— DATA FOR THIS TASK —

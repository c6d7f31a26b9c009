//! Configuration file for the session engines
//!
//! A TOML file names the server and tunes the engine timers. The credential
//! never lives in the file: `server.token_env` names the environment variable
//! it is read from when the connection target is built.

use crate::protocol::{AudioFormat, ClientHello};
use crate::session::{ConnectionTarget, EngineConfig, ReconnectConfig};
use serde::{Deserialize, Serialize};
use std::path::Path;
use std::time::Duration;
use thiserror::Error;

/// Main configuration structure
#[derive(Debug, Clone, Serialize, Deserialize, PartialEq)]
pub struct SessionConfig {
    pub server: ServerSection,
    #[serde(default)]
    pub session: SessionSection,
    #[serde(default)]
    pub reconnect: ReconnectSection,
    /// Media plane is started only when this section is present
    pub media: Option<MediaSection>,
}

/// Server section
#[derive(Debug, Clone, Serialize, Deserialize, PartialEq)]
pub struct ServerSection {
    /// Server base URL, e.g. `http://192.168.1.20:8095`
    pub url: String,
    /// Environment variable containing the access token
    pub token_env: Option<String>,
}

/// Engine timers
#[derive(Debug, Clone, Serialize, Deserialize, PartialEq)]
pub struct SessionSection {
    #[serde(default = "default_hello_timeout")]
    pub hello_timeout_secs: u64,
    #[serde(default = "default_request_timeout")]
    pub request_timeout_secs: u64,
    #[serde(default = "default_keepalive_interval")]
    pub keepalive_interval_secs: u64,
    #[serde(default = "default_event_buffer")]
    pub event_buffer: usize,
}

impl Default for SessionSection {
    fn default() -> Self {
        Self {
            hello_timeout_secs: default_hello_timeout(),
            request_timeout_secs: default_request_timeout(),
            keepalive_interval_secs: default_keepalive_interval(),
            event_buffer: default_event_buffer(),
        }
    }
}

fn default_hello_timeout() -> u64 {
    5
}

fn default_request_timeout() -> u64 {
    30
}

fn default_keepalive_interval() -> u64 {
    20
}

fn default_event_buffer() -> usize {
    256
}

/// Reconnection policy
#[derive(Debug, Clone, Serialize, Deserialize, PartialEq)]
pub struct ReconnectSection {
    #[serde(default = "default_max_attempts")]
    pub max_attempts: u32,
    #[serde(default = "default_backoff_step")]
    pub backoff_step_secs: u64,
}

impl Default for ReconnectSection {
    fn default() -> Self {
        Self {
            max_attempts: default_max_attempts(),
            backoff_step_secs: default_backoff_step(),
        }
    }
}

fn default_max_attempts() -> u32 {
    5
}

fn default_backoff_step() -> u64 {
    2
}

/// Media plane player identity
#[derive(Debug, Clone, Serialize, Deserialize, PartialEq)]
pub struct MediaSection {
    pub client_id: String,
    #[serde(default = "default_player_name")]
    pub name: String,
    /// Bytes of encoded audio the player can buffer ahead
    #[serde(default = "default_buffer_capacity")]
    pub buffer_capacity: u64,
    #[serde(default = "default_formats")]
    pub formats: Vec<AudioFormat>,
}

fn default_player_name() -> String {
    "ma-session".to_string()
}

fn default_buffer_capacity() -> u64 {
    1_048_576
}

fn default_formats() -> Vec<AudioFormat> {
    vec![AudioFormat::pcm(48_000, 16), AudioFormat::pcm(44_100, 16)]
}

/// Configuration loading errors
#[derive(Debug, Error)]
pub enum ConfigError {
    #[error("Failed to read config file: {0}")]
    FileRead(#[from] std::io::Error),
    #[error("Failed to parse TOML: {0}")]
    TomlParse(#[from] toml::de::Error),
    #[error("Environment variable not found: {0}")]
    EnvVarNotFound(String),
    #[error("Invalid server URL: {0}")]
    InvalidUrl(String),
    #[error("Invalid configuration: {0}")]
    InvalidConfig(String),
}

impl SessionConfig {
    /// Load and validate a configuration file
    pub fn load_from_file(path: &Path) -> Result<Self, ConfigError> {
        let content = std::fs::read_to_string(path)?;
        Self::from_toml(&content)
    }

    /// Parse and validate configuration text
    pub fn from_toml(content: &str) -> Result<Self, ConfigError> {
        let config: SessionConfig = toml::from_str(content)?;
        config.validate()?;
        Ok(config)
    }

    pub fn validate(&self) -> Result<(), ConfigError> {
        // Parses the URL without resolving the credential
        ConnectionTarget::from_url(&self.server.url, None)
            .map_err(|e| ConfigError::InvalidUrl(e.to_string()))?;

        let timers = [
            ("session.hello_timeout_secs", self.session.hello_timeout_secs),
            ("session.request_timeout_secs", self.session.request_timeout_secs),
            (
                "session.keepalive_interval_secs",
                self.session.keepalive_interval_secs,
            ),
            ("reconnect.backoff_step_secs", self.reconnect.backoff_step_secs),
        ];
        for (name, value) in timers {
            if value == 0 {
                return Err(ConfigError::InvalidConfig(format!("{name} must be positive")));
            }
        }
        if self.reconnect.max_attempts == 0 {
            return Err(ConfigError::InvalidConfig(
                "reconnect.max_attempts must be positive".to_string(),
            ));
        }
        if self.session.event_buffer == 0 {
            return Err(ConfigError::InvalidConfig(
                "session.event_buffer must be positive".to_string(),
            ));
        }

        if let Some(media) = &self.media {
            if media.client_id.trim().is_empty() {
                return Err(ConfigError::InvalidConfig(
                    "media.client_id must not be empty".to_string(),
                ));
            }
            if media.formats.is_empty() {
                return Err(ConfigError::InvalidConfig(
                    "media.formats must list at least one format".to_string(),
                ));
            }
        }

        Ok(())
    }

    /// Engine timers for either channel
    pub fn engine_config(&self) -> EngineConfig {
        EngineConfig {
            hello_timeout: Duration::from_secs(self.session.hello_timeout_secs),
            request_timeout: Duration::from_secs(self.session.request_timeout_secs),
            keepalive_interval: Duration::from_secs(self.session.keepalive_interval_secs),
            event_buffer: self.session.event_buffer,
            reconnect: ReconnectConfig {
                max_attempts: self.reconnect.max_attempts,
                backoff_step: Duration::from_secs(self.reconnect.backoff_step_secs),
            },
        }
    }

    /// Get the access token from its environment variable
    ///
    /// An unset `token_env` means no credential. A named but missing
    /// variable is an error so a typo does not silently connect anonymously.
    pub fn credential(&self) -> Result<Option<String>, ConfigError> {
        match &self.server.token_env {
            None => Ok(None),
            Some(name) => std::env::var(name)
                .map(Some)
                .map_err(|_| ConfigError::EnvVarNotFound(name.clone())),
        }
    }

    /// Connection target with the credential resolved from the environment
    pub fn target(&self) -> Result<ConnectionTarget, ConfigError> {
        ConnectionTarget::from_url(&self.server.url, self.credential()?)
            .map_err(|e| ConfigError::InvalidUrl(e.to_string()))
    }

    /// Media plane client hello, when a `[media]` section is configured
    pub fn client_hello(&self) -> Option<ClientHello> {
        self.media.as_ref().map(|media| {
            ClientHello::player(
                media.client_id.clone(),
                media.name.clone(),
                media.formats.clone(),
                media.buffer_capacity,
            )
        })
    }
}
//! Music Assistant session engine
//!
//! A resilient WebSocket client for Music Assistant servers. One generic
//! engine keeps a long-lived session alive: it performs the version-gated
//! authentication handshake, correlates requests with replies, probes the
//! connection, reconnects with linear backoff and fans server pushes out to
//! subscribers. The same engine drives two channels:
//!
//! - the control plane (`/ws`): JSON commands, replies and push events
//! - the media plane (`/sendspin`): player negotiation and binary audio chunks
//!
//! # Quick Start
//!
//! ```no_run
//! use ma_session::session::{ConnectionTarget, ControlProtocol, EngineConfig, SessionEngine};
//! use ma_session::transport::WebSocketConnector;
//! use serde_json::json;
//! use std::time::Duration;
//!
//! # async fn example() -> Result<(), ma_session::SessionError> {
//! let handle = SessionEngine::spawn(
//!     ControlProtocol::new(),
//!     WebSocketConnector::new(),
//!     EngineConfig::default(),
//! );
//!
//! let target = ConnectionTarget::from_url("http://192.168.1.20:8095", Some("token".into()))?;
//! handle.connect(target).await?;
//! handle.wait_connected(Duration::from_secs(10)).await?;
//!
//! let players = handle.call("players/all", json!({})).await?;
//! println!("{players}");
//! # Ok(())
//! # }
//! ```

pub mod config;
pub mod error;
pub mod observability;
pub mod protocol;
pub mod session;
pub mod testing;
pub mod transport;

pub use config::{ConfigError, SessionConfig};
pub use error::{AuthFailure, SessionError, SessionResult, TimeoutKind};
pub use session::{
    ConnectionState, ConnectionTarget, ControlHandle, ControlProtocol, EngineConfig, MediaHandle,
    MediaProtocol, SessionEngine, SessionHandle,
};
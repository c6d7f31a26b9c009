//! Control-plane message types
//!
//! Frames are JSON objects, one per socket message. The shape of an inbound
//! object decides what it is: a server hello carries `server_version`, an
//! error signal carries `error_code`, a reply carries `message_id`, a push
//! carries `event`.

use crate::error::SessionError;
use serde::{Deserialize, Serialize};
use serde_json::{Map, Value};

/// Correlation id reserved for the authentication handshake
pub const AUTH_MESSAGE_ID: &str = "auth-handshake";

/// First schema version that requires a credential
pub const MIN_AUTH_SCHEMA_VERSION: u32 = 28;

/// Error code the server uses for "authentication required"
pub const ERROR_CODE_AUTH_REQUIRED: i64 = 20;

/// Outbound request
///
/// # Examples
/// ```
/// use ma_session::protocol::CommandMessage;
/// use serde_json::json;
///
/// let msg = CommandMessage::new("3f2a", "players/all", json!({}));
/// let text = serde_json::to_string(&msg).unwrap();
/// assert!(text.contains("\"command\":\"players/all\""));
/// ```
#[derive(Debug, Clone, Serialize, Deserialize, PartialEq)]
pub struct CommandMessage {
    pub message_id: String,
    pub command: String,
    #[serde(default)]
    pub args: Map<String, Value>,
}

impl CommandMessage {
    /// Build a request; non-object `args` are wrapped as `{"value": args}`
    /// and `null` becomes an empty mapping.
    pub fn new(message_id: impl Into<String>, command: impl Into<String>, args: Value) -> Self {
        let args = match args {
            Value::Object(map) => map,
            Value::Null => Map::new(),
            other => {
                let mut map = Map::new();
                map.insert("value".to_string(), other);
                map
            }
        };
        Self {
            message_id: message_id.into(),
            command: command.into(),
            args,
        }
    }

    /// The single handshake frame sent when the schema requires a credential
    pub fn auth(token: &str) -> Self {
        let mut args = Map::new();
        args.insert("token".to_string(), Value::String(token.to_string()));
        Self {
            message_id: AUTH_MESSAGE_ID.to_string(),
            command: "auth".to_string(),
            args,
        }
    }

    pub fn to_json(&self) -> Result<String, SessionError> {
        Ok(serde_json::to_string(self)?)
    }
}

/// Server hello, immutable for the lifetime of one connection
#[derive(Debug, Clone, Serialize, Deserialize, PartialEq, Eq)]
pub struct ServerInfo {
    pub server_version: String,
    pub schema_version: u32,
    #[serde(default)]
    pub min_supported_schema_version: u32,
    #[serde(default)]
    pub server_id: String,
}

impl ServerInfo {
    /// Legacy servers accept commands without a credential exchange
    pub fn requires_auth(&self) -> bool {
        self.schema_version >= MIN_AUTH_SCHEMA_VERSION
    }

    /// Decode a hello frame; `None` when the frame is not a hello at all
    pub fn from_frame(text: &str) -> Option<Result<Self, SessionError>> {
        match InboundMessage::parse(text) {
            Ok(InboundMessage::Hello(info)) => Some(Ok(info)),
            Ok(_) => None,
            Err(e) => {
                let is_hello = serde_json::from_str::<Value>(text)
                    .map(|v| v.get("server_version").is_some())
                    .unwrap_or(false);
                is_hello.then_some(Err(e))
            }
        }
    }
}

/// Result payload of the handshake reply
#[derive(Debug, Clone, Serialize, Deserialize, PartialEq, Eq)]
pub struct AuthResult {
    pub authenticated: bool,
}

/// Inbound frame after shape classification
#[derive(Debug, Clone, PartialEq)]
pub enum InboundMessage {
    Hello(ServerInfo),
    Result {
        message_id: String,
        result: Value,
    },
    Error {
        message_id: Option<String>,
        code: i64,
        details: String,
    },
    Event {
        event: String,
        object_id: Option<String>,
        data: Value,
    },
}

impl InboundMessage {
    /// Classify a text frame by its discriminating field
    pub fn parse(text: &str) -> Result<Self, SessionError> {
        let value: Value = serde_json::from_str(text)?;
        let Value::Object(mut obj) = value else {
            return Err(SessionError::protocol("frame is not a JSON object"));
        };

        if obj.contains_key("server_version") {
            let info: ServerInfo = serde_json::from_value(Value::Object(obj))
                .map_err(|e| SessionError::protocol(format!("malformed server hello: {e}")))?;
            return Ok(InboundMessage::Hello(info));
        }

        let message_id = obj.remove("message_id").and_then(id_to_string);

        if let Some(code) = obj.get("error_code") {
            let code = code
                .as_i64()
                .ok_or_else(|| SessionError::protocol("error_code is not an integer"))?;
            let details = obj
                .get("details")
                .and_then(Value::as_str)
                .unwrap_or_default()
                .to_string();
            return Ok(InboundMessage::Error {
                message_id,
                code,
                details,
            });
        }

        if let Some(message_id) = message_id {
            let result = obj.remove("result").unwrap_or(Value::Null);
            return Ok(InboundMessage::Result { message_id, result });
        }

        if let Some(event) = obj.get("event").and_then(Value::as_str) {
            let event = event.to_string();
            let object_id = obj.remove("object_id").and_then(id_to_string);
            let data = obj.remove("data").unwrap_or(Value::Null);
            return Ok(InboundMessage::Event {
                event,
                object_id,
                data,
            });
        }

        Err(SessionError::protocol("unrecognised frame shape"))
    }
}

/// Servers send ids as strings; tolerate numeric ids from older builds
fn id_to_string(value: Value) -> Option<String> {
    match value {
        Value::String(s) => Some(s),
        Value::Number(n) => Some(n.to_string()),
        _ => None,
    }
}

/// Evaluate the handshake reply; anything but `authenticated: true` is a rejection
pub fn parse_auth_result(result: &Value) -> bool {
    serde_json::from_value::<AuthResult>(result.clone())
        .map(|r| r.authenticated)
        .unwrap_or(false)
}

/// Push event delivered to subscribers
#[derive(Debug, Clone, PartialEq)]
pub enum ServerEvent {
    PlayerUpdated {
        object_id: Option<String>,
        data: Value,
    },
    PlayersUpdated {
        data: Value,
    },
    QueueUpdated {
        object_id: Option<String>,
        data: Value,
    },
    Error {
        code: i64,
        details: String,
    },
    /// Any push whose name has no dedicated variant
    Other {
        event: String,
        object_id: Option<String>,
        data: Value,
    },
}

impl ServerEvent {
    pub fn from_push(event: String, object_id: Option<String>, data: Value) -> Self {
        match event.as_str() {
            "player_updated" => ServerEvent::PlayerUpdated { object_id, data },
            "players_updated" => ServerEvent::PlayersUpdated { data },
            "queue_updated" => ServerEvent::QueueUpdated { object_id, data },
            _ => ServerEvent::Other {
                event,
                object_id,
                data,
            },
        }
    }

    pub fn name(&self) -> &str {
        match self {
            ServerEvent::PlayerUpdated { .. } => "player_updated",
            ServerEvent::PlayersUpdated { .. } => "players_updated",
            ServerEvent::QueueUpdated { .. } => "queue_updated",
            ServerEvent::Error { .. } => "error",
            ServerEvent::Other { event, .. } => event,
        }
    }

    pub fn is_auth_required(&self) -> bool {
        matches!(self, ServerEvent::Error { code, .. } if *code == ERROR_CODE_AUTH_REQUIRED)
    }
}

— TASK ITEM —
Each line from the top of the material above through the line containing "target is built." must be output exactly, and no other line.

— SOLUTION TO THIS PROBLEM —
repository c6d7f31a26b9c009
//! Configuration file for the session engines
//!
//! A TOML file names the server and tunes the engine timers. The credential
//! never lives in the file: `server.token_env` names the environment variable
//! it is read from when the connection target is built.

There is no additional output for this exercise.